Ein Fahrzeug mit Zivilfahndern steht schon vor dem Anwesen.
Das SEK befindet sich bereits im Tiefflug auf dem Weg dorthin.
Vierfamilienhaus in einer ruhigen Nebenstraße. Der rote Ferrari steht vor einer der Garagen.“
„Ok, Sascha, fahr los, ich bin auch in wenigen Minuten dort!“
Als das SEK die Wohnung stürmte, fanden sie das hübsche kleine Mädchen friedlich auf dem Sofa sitzend vor, das blaue plüschige Krümelmonster an sich gedrückt.
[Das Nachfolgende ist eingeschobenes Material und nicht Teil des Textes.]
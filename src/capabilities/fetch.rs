//! Tactical data endpoints: the fetch provider trait, the HTTP
//! implementation used in production shells, and an in-memory feed for tests.
//!
//! The endpoints own their schemas; this crate treats their payloads as
//! opaque JSON to be counted, decimated, and forwarded. The only field it
//! reads is the loaded-entity count on a scenario activation record.

use serde::{Deserialize, Serialize};
use serde_json::Value;
use std::sync::atomic::{AtomicBool, Ordering};
use std::sync::RwLock;
use thiserror::Error;
use url::Url;

pub use async_trait::async_trait;

#[derive(Debug, Error)]
pub enum FetchError {
    #[error("endpoint returned HTTP {status}")]
    Status { status: u16 },
    #[error("transport failure: {0}")]
    Transport(String),
    #[error("malformed payload: {0}")]
    Decode(String),
    #[error("invalid endpoint: {0}")]
    InvalidEndpoint(String),
}

impl From<reqwest::Error> for FetchError {
    fn from(err: reqwest::Error) -> Self {
        if let Some(status) = err.status() {
            return Self::Status {
                status: status.as_u16(),
            };
        }
        if err.is_decode() {
            return Self::Decode(err.to_string());
        }
        Self::Transport(err.to_string())
    }
}

/// Activation record returned by the scenario endpoint.
#[derive(Debug, Clone, Default, PartialEq, Eq, Serialize, Deserialize)]
pub struct ScenarioActivation {
    #[serde(default)]
    pub scenario_id: String,
    #[serde(default)]
    pub status: String,
    #[serde(default)]
    pub emitters_loaded: u64,
    #[serde(default)]
    pub timestamp: Option<String>,
}

/// Provider seam over the collaborator endpoints. Collections come back as
/// opaque JSON values in server order.
#[async_trait]
pub trait DataFetcher: Send + Sync {
    async fn fetch_emitters(&self) -> Result<Vec<Value>, FetchError>;
    async fn fetch_threats(&self) -> Result<Vec<Value>, FetchError>;
    async fn fetch_metrics(&self) -> Result<Value, FetchError>;
    async fn activate_scenario(&self, scenario_id: &str) -> Result<ScenarioActivation, FetchError>;
}

/// The `/api` base plus the well-known routes under it.
#[derive(Debug, Clone, PartialEq, Eq)]
pub struct EndpointSet {
    base: Url,
}

impl EndpointSet {
    pub fn new(mut base: Url) -> Result<Self, FetchError> {
        if base.cannot_be_a_base() {
            return Err(FetchError::InvalidEndpoint(base.to_string()));
        }
        // Relative joins replace the last path segment unless the base ends
        // with a slash.
        if !base.path().ends_with('/') {
            let path = format!("{}/", base.path());
            base.set_path(&path);
        }
        Ok(Self { base })
    }

    #[must_use]
    pub fn emitters(&self) -> Url {
        self.join("emitters")
    }

    #[must_use]
    pub fn threat_assessments(&self) -> Url {
        self.join("threats/assess")
    }

    #[must_use]
    pub fn system_metrics(&self) -> Url {
        self.join("metrics")
    }

    #[must_use]
    pub fn scenario_activation(&self, scenario_id: &str) -> Url {
        self.join(&format!("scenarios/{scenario_id}/activate"))
    }

    fn join(&self, route: &str) -> Url {
        self.base
            .join(route)
            .unwrap_or_else(|_| self.base.clone())
    }
}

/// Production fetcher speaking JSON over HTTP.
#[derive(Debug, Clone)]
pub struct HttpDataFetcher {
    client: reqwest::Client,
    endpoints: EndpointSet,
}

impl HttpDataFetcher {
    #[must_use]
    pub fn new(endpoints: EndpointSet) -> Self {
        Self {
            client: reqwest::Client::new(),
            endpoints,
        }
    }

    #[must_use]
    pub fn with_client(client: reqwest::Client, endpoints: EndpointSet) -> Self {
        Self { client, endpoints }
    }

    async fn get_json(&self, url: Url) -> Result<Value, FetchError> {
        let response = self.client.get(url).send().await?.error_for_status()?;
        Ok(response.json().await?)
    }
}

fn into_collection(value: Value, what: &str) -> Result<Vec<Value>, FetchError> {
    match value {
        Value::Array(items) => Ok(items),
        other => Err(FetchError::Decode(format!(
            "{what} endpoint did not return an array (got {})",
            type_name(&other)
        ))),
    }
}

fn type_name(value: &Value) -> &'static str {
    match value {
        Value::Null => "null",
        Value::Bool(_) => "bool",
        Value::Number(_) => "number",
        Value::String(_) => "string",
        Value::Array(_) => "array",
        Value::Object(_) => "object",
    }
}

#[async_trait]
impl DataFetcher for HttpDataFetcher {
    async fn fetch_emitters(&self) -> Result<Vec<Value>, FetchError> {
        let value = self.get_json(self.endpoints.emitters()).await?;
        into_collection(value, "emitter")
    }

    async fn fetch_threats(&self) -> Result<Vec<Value>, FetchError> {
        let mut value = self.get_json(self.endpoints.threat_assessments()).await?;
        // The assessment endpoint wraps its collection in a summary object.
        if let Some(assessments) = value.get_mut("assessments").map(Value::take) {
            return into_collection(assessments, "threat assessment");
        }
        into_collection(value, "threat assessment")
    }

    async fn fetch_metrics(&self) -> Result<Value, FetchError> {
        self.get_json(self.endpoints.system_metrics()).await
    }

    async fn activate_scenario(&self, scenario_id: &str) -> Result<ScenarioActivation, FetchError> {
        let response = self
            .client
            .post(self.endpoints.scenario_activation(scenario_id))
            .send()
            .await?
            .error_for_status()?;
        Ok(response.json().await?)
    }
}

/// In-memory feed for tests and demo shells. `set_failing(true)` makes every
/// fetch fail with a transport error until cleared.
#[derive(Debug, Default)]
pub struct InMemoryFeed {
    emitters: RwLock<Vec<Value>>,
    threats: RwLock<Vec<Value>>,
    system_metrics: RwLock<Value>,
    failing: AtomicBool,
}

impl InMemoryFeed {
    #[must_use]
    pub fn new() -> Self {
        Self::default()
    }

    pub fn set_emitters(&self, emitters: Vec<Value>) {
        if let Ok(mut guard) = self.emitters.write() {
            *guard = emitters;
        }
    }

    pub fn set_threats(&self, threats: Vec<Value>) {
        if let Ok(mut guard) = self.threats.write() {
            *guard = threats;
        }
    }

    pub fn set_system_metrics(&self, metrics: Value) {
        if let Ok(mut guard) = self.system_metrics.write() {
            *guard = metrics;
        }
    }

    pub fn set_failing(&self, failing: bool) {
        self.failing.store(failing, Ordering::SeqCst);
    }

    fn check_link(&self) -> Result<(), FetchError> {
        if self.failing.load(Ordering::SeqCst) {
            Err(FetchError::Transport("simulated link failure".into()))
        } else {
            Ok(())
        }
    }
}

#[async_trait]
impl DataFetcher for InMemoryFeed {
    async fn fetch_emitters(&self) -> Result<Vec<Value>, FetchError> {
        self.check_link()?;
        Ok(self.emitters.read().map(|g| g.clone()).unwrap_or_default())
    }

    async fn fetch_threats(&self) -> Result<Vec<Value>, FetchError> {
        self.check_link()?;
        Ok(self.threats.read().map(|g| g.clone()).unwrap_or_default())
    }

    async fn fetch_metrics(&self) -> Result<Value, FetchError> {
        self.check_link()?;
        Ok(self
            .system_metrics
            .read()
            .map(|g| g.clone())
            .unwrap_or_default())
    }

    async fn activate_scenario(&self, scenario_id: &str) -> Result<ScenarioActivation, FetchError> {
        self.check_link()?;
        let loaded = self.emitters.read().map(|g| g.len()).unwrap_or_default();
        Ok(ScenarioActivation {
            scenario_id: scenario_id.to_string(),
            status: "activated".into(),
            emitters_loaded: loaded as u64,
            timestamp: None,
        })
    }
}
Auf dem Couchtisch lag eine ganze Sammlung von Handpuppen mit Figuren der Sesamstraße.
Außerdem stand dort eine Porzellantasse mit einem Abbild des Krümelmonsters. Diese enthielt offenbar noch einen Rest von Kakao.
Sie blickte ein wenig erschreckt auf die wild aussehenden SEK-Leute und fing an zu weinen, als die Männer ihren Freund am Kragen packten und unsanft zu Boden brachten.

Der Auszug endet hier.